### Problem description:
A complete response lists each line of the data below that includes the word "RetryPolicy".

* * * * * * *

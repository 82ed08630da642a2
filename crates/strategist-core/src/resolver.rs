//! Live-first market-data resolution with constant-table fallback.
//!
//! Every value the resolver returns is usable by the engine: when a live
//! source fails (after retries) the [`FixedMarketData`] table substitutes
//! and a human-readable warning is recorded for the response envelope.

use std::sync::Arc;
use std::time::Instant;

use tokio::task::JoinSet;

use crate::adapters::{ExchangeRateAdapter, FinnhubAdapter, FixedMarketData};
use crate::config::MarketDataConfig;
use crate::data_source::{FxSource, QuoteSource};
use crate::http_client::HttpClient;
use crate::retry::RetryPolicy;
use crate::{CurrencyProfile, EnvelopeError, MarketSnapshot, ProviderId, SourceError, Symbol};

/// One resolved value and where it came from.
#[derive(Debug, Clone, PartialEq)]
pub struct Resolved<T> {
    pub value: T,
    pub source: ProviderId,
    /// Present when the fallback table substituted for a failed live source.
    pub warning: Option<String>,
    /// The live-source failure behind `warning`.
    pub error: Option<EnvelopeError>,
}

impl<T> Resolved<T> {
    fn live(value: T, source: ProviderId) -> Self {
        Self {
            value,
            source,
            warning: None,
            error: None,
        }
    }

    fn fixed(value: T) -> Self {
        Self::live(value, ProviderId::Fixed)
    }
}

/// Market snapshot ready for the engine, plus provenance for the envelope.
#[derive(Debug, Clone, PartialEq)]
pub struct ResolvedMarket {
    pub snapshot: MarketSnapshot,
    /// Providers that supplied at least one value, in first-use order.
    pub source_chain: Vec<ProviderId>,
    pub warnings: Vec<String>,
    /// One entry per fallback substitution, tagged with the failed provider.
    pub errors: Vec<EnvelopeError>,
    pub latency_ms: u64,
}

#[derive(Clone)]
pub struct MarketDataResolver {
    quotes: Option<Arc<dyn QuoteSource>>,
    fx: Option<Arc<dyn FxSource>>,
    fallback: Arc<FixedMarketData>,
    retry: RetryPolicy,
}

impl MarketDataResolver {
    pub fn new(quotes: Arc<dyn QuoteSource>, fx: Arc<dyn FxSource>) -> Self {
        Self {
            quotes: Some(quotes),
            fx: Some(fx),
            fallback: Arc::new(FixedMarketData::builtin()),
            retry: RetryPolicy::default(),
        }
    }

    /// Serves everything from the constant table without warnings.
    pub fn offline(fallback: FixedMarketData) -> Self {
        Self {
            quotes: None,
            fx: None,
            fallback: Arc::new(fallback),
            retry: RetryPolicy::no_retry(),
        }
    }

    /// Finnhub prices and exchangerate-api rates for `currency`.
    pub fn from_config(
        config: &MarketDataConfig,
        currency: &CurrencyProfile,
        http_client: Arc<dyn HttpClient>,
    ) -> Self {
        let quotes = FinnhubAdapter::new(Arc::clone(&http_client), config.finnhub_api_key.clone())
            .with_base_url(config.finnhub_base_url.as_str())
            .with_timeout_ms(config.timeout_ms);
        let fx = ExchangeRateAdapter::new(
            http_client,
            currency.quote_currency.as_str(),
            currency.local_currency.as_str(),
        )
        .with_base_url(config.fx_base_url.as_str())
        .with_timeout_ms(config.timeout_ms);

        Self::new(Arc::new(quotes), Arc::new(fx)).with_retry(config.retry)
    }

    pub fn with_fallback(mut self, fallback: FixedMarketData) -> Self {
        self.fallback = Arc::new(fallback);
        self
    }

    pub fn with_retry(mut self, retry: RetryPolicy) -> Self {
        self.retry = retry;
        self
    }

    pub fn is_offline(&self) -> bool {
        self.quotes.is_none() && self.fx.is_none()
    }

    pub async fn price(&self, symbol: &Symbol) -> Resolved<f64> {
        let Some(source) = &self.quotes else {
            return Resolved::fixed(self.fallback.price_of(symbol));
        };

        let provider = source.id();
        let result = self.retry.run("price", || source.price(symbol)).await;
        match accept_positive(result, provider, "price") {
            Ok(price) => Resolved::live(price, provider),
            Err(error) => {
                let value = self.fallback.price_of(symbol);
                tracing::warn!(
                    %symbol,
                    %provider,
                    code = error.code(),
                    error = error.message(),
                    fallback = value,
                    "price unavailable, using fallback"
                );
                Resolved {
                    value,
                    source: ProviderId::Fixed,
                    warning: Some(format!(
                        "price for {symbol} unavailable from {provider} ({}); \
                         using fallback {value:.2}",
                        error.code()
                    )),
                    error: Some(EnvelopeError::from(&error).with_source(provider)),
                }
            }
        }
    }

    pub async fn fx_rate(&self) -> Resolved<f64> {
        let Some(source) = &self.fx else {
            return Resolved::fixed(self.fallback.rate());
        };

        let provider = source.id();
        let result = self.retry.run("fx_rate", || source.fx_rate()).await;
        match accept_positive(result, provider, "fx rate") {
            Ok(rate) => Resolved::live(rate, provider),
            Err(error) => {
                let value = self.fallback.rate();
                tracing::warn!(
                    %provider,
                    code = error.code(),
                    error = error.message(),
                    fallback = value,
                    "fx rate unavailable, using fallback"
                );
                Resolved {
                    value,
                    source: ProviderId::Fixed,
                    warning: Some(format!(
                        "fx rate unavailable from {provider} ({}); using fallback {value:.2}",
                        error.code()
                    )),
                    error: Some(EnvelopeError::from(&error).with_source(provider)),
                }
            }
        }
    }

    /// Fetches the rate and every price concurrently.
    pub async fn resolve(&self, symbols: &[Symbol]) -> ResolvedMarket {
        let started = Instant::now();
        let (fx, prices) = tokio::join!(self.fx_rate(), self.prices(symbols));

        let mut provenance = Provenance::default();
        let mut snapshot = MarketSnapshot::new(fx.value);
        provenance.record(fx.source, fx.warning, fx.error);

        for (symbol, resolved) in prices {
            provenance.record(resolved.source, resolved.warning, resolved.error);
            snapshot.prices.insert(symbol, resolved.value);
        }

        let Provenance {
            mut source_chain,
            warnings,
            errors,
        } = provenance;

        if source_chain.is_empty() {
            source_chain.push(ProviderId::Fixed);
        }

        let latency_ms = u64::try_from(started.elapsed().as_millis()).unwrap_or(u64::MAX);
        tracing::info!(
            symbols = symbols.len(),
            sources = ?source_chain,
            warnings = warnings.len(),
            latency_ms,
            "resolved market data"
        );

        ResolvedMarket {
            snapshot,
            source_chain,
            warnings,
            errors,
            latency_ms,
        }
    }

    async fn prices(&self, symbols: &[Symbol]) -> Vec<(Symbol, Resolved<f64>)> {
        let mut tasks = JoinSet::new();
        for (index, symbol) in symbols.iter().cloned().enumerate() {
            let resolver = self.clone();
            tasks.spawn(async move { (index, resolver.price(&symbol).await) });
        }

        let mut slots: Vec<Option<Resolved<f64>>> = vec![None; symbols.len()];
        while let Some(joined) = tasks.join_next().await {
            match joined {
                Ok((index, resolved)) => slots[index] = Some(resolved),
                Err(error) => tracing::error!(%error, "price task failed"),
            }
        }

        symbols
            .iter()
            .zip(slots)
            .map(|(symbol, slot)| {
                let resolved = slot.unwrap_or_else(|| {
                    let error = SourceError::internal(format!("price lookup for {symbol} aborted"));
                    Resolved {
                        value: self.fallback.price_of(symbol),
                        source: ProviderId::Fixed,
                        warning: Some(format!("{}; using fallback", error.message())),
                        error: Some(EnvelopeError::from(&error)),
                    }
                });
                (symbol.clone(), resolved)
            })
            .collect()
    }
}

impl Default for MarketDataResolver {
    fn default() -> Self {
        Self::offline(FixedMarketData::builtin())
    }
}

fn accept_positive(
    result: Result<f64, SourceError>,
    provider: ProviderId,
    what: &str,
) -> Result<f64, SourceError> {
    let value = result?;
    if value.is_finite() && value > 0.0 {
        Ok(value)
    } else {
        Err(SourceError::invalid_response(format!(
            "{provider} returned non-positive {what}: {value}"
        )))
    }
}

#[derive(Default)]
struct Provenance {
    source_chain: Vec<ProviderId>,
    warnings: Vec<String>,
    errors: Vec<EnvelopeError>,
}

impl Provenance {
    fn record(
        &mut self,
        source: ProviderId,
        warning: Option<String>,
        error: Option<EnvelopeError>,
    ) {
        if !self.source_chain.contains(&source) {
            self.source_chain.push(source);
        }
        self.warnings.extend(warning);
        self.errors.extend(error);
    }
}
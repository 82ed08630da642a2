//! Portfolio construction and projection.
//!
//! Every component here is synchronous and pure. Prices and the exchange
//! rate must be resolved by the caller (see [`crate::resolver`]) and handed
//! in through a [`MarketSnapshot`].

mod allocation;
mod currency;
mod projection;
mod risk_notes;
mod sizing;
mod statistics;

use std::collections::BTreeMap;
use std::sync::Arc;

use serde::{Deserialize, Serialize};

pub use allocation::AllocationTemplateSelector;
pub use currency::{Allocation, CurrencyConverter};
pub use projection::{
    combined_volatility, ProjectionAssumptions, ProjectionModel, ProjectionResult, Scenario,
    Scenarios, ASSET_FX_CORRELATION, QUARTILE_Z,
};
pub use risk_notes::RiskNarrativeAssembler;
pub use sizing::ShareSizer;
pub use statistics::PortfolioStatisticsAggregator;

use crate::{
    Catalog, EngineError, FxState, PositionEntry, RiskTier, Symbol, TimeHorizon, WeightedSymbol,
};

pub const DISCLAIMER: &str =
    "This is an educational simulation and not financial advice. Returns are not guaranteed.";

/// Prices and exchange rate captured before a build.
#[derive(Debug, Clone, PartialEq, Default, Serialize, Deserialize)]
pub struct MarketSnapshot {
    /// Local currency per unit of quote currency.
    pub fx_rate: f64,
    /// Unit prices in quote currency.
    pub prices: BTreeMap<Symbol, f64>,
}

impl MarketSnapshot {
    pub fn new(fx_rate: f64) -> Self {
        Self {
            fx_rate,
            prices: BTreeMap::new(),
        }
    }

    pub fn with_price(mut self, symbol: Symbol, price: f64) -> Self {
        self.prices.insert(symbol, price);
        self
    }

    pub fn price(&self, symbol: &Symbol) -> Option<f64> {
        self.prices.get(symbol).copied()
    }
}

/// Inputs of a portfolio build.
#[derive(Debug, Clone, PartialEq, Serialize, Deserialize)]
pub struct BuildRequest {
    pub budget_local: f64,
    pub risk_tier: String,
    #[serde(default)]
    pub horizon: TimeHorizon,
}

impl BuildRequest {
    pub fn new(budget_local: f64, risk_tier: impl Into<String>, horizon: TimeHorizon) -> Self {
        Self {
            budget_local,
            risk_tier: risk_tier.into(),
            horizon,
        }
    }

    /// Checks the budget without touching market data.
    pub fn validate(&self) -> Result<(), EngineError> {
        check_budget(self.budget_local).map(|_| ())
    }
}

/// Inputs of a stand-alone projection.
///
/// Without an allocation the tier's fallback statistics are projected.
#[derive(Debug, Clone, PartialEq, Serialize, Deserialize)]
pub struct ProjectionRequest {
    pub budget_local: f64,
    pub risk_tier: String,
    #[serde(default)]
    pub horizon: TimeHorizon,
    #[serde(default)]
    pub allocation: Vec<WeightedSymbol>,
}

impl ProjectionRequest {
    pub fn new(budget_local: f64, risk_tier: impl Into<String>, horizon: TimeHorizon) -> Self {
        Self {
            budget_local,
            risk_tier: risk_tier.into(),
            horizon,
            allocation: Vec::new(),
        }
    }

    pub fn with_allocation(mut self, allocation: Vec<WeightedSymbol>) -> Self {
        self.allocation = allocation;
        self
    }

    /// Checks the budget and every allocation weight.
    pub fn validate(&self) -> Result<(), EngineError> {
        check_budget(self.budget_local)?;
        check_allocation(&self.allocation)
    }

    /// Sum of the given allocation percentages.
    pub fn allocation_total(&self) -> f64 {
        self.allocation
            .iter()
            .map(|slot| slot.allocation_percent)
            .sum()
    }
}

/// Complete, immutable result of a portfolio build.
#[derive(Debug, Clone, PartialEq, Serialize, Deserialize)]
pub struct PortfolioReport {
    pub budget_local: f64,
    pub local_currency: String,
    pub quote_currency: String,
    pub fx_rate: f64,
    pub buying_power_quote: f64,
    pub risk_tier: RiskTier,
    pub horizon: TimeHorizon,
    pub positions: Vec<PositionEntry>,
    /// Template symbols left out because no price was available.
    #[serde(default, skip_serializing_if = "Vec::is_empty")]
    pub skipped_symbols: Vec<Symbol>,
    pub projection: ProjectionResult,
    pub disclaimer: String,
}

/// Entry point tying the catalog to the engine components.
#[derive(Debug, Clone)]
pub struct PortfolioEngine {
    catalog: Arc<Catalog>,
}

impl PortfolioEngine {
    pub fn new(catalog: Arc<Catalog>) -> Self {
        Self { catalog }
    }

    pub fn catalog(&self) -> &Catalog {
        &self.catalog
    }

    /// Exchange-rate state combining `rate` with the catalog's currency risk.
    pub fn fx_state(&self, rate: f64) -> Result<FxState, EngineError> {
        if !rate.is_finite() || rate <= 0.0 {
            return Err(EngineError::InvalidRate { rate });
        }
        let currency = self.catalog.currency();
        Ok(FxState {
            rate,
            drift: currency.drift,
            volatility: currency.volatility,
        })
    }

    pub fn build(
        &self,
        request: &BuildRequest,
        market: &MarketSnapshot,
    ) -> Result<PortfolioReport, EngineError> {
        let budget = check_budget(request.budget_local)?;
        let tier = RiskTier::resolve(&request.risk_tier);
        let template = AllocationTemplateSelector::new(&self.catalog).select_tier(tier);
        let fx = self.fx_state(market.fx_rate)?;
        let buying_power_quote = CurrencyConverter::buying_power(budget, fx.rate)?;

        let mut positions = Vec::with_capacity(template.entries().len());
        let mut skipped_symbols = Vec::new();
        for entry in template.entries() {
            let Some(unit_price) = market.price(&entry.symbol) else {
                tracing::warn!(symbol = %entry.symbol, "no price available, skipping position");
                skipped_symbols.push(entry.symbol.clone());
                continue;
            };

            let allocation = CurrencyConverter::allocate(budget, entry.percent, fx.rate)?;
            let fractional_units = ShareSizer::size(allocation.amount_quote, unit_price)?;

            positions.push(PositionEntry {
                symbol: entry.symbol.clone(),
                asset_type: entry.asset_type,
                allocation_percent: entry.percent,
                unit_price,
                amount_local: allocation.amount_local,
                amount_quote: allocation.amount_quote,
                fractional_units,
            });
        }

        let weights = positions.iter().map(WeightedSymbol::from).collect::<Vec<_>>();
        let projection = self.project_weights(budget, tier, &weights, fx, request.horizon)?;

        tracing::info!(
            tier = %tier,
            horizon = %request.horizon,
            positions = positions.len(),
            skipped = skipped_symbols.len(),
            "built portfolio"
        );

        let currency = self.catalog.currency();
        Ok(PortfolioReport {
            budget_local: budget,
            local_currency: currency.local_currency.clone(),
            quote_currency: currency.quote_currency.clone(),
            fx_rate: fx.rate,
            buying_power_quote,
            risk_tier: tier,
            horizon: request.horizon,
            positions,
            skipped_symbols,
            projection,
            disclaimer: String::from(DISCLAIMER),
        })
    }

    pub fn project(
        &self,
        request: &ProjectionRequest,
        fx_rate: f64,
    ) -> Result<ProjectionResult, EngineError> {
        let budget = check_budget(request.budget_local)?;
        check_allocation(&request.allocation)?;
        let tier = RiskTier::resolve(&request.risk_tier);
        let fx = self.fx_state(fx_rate)?;
        self.project_weights(budget, tier, &request.allocation, fx, request.horizon)
    }

    fn project_weights(
        &self,
        budget: f64,
        tier: RiskTier,
        weights: &[WeightedSymbol],
        fx: FxState,
        horizon: TimeHorizon,
    ) -> Result<ProjectionResult, EngineError> {
        let stats = if weights.is_empty() {
            tracing::debug!(tier = %tier, "no allocation given, using tier fallback statistics");
            self.catalog.fallback_statistics(tier)
        } else {
            PortfolioStatisticsAggregator::new(&self.catalog).aggregate(weights)
        };

        ProjectionModel::new(&self.catalog.currency().local_currency).project(
            budget,
            stats,
            fx,
            horizon.years(),
            horizon.display_label(),
        )
    }
}

fn check_budget(budget: f64) -> Result<f64, EngineError> {
    if !budget.is_finite() || budget <= 0.0 {
        return Err(EngineError::InvalidBudget { budget });
    }
    Ok(budget)
}

fn check_allocation(allocation: &[WeightedSymbol]) -> Result<(), EngineError> {
    for slot in allocation {
        slot.validate()?;
    }
    Ok(())
}

pub(crate) fn round_to(value: f64, decimals: i32) -> f64 {
    let factor = 10_f64.powi(decimals);
    (value * factor).round() / factor
}
use serde::Serialize;
use strategist_core::{
    AssetProfile, HorizonOption, PortfolioStatistics, RiskTier, TemplateEntry, TimeHorizon,
};

use crate::error::CliError;
use crate::output::percent;

use super::{CommandContext, CommandResult};

#[derive(Debug, Serialize)]
struct AssetsResponseData<'a> {
    assets: &'a [AssetProfile],
}

#[derive(Debug, Serialize)]
struct TierDescription<'a> {
    value: RiskTier,
    label: &'static str,
    description: &'static str,
    volatility: &'static str,
    allocation: &'a [TemplateEntry],
    fallback_statistics: PortfolioStatistics,
}

#[derive(Debug, Serialize)]
struct TiersResponseData<'a> {
    tiers: Vec<TierDescription<'a>>,
}

#[derive(Debug, Serialize)]
struct HorizonsResponseData {
    horizons: Vec<HorizonOption>,
}

pub fn assets(context: &CommandContext) -> Result<CommandResult, CliError> {
    let assets = context.engine.catalog().assets();
    let table = assets
        .iter()
        .map(|asset| {
            format!(
                "{:<6} {:<6} {:<18} return {:>6}  volatility {:>6}",
                asset.symbol.as_str(),
                asset.asset_type.as_str(),
                asset.asset_class,
                percent(asset.expected_return),
                percent(asset.volatility)
            )
        })
        .collect();

    let data = serde_json::to_value(AssetsResponseData { assets })?;
    Ok(CommandResult::ok(data, Vec::new()).with_table(table))
}

pub fn tiers(context: &CommandContext) -> Result<CommandResult, CliError> {
    let catalog = context.engine.catalog();
    let tiers = RiskTier::ALL
        .into_iter()
        .map(|tier| TierDescription {
            value: tier,
            label: tier.label(),
            description: tier.description(),
            volatility: tier.volatility_band(),
            allocation: catalog.template(tier).entries(),
            fallback_statistics: catalog.fallback_statistics(tier),
        })
        .collect::<Vec<_>>();

    let mut table = Vec::new();
    for tier in &tiers {
        table.push(format!("{} - {} ({})", tier.value, tier.label, tier.volatility));
        table.push(format!("  {}", tier.description));
        let slots = tier
            .allocation
            .iter()
            .map(|slot| format!("{} {}%", slot.symbol, slot.percent))
            .collect::<Vec<_>>();
        table.push(format!("  {}", slots.join(", ")));
    }

    let data = serde_json::to_value(TiersResponseData { tiers })?;
    Ok(CommandResult::ok(data, Vec::new()).with_table(table))
}

pub fn horizons() -> Result<CommandResult, CliError> {
    let horizons = TimeHorizon::offered();
    let table = horizons
        .iter()
        .map(|option| {
            let tiers = option
                .recommended_risk
                .iter()
                .map(|tier| tier.as_str())
                .collect::<Vec<_>>();
            format!("{:<10} {:<9} {}", option.value, option.label, tiers.join(", "))
        })
        .collect();

    let data = serde_json::to_value(HorizonsResponseData { horizons })?;
    Ok(CommandResult::ok(data, Vec::new()).with_table(table))
}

* * * * * * *

### Answer space:
use crate::retry::RetryPolicy;
    retry: RetryPolicy,
            retry: RetryPolicy::default(),
            retry: RetryPolicy::no_retry(),
    pub fn with_retry(mut self, retry: RetryPolicy) -> Self {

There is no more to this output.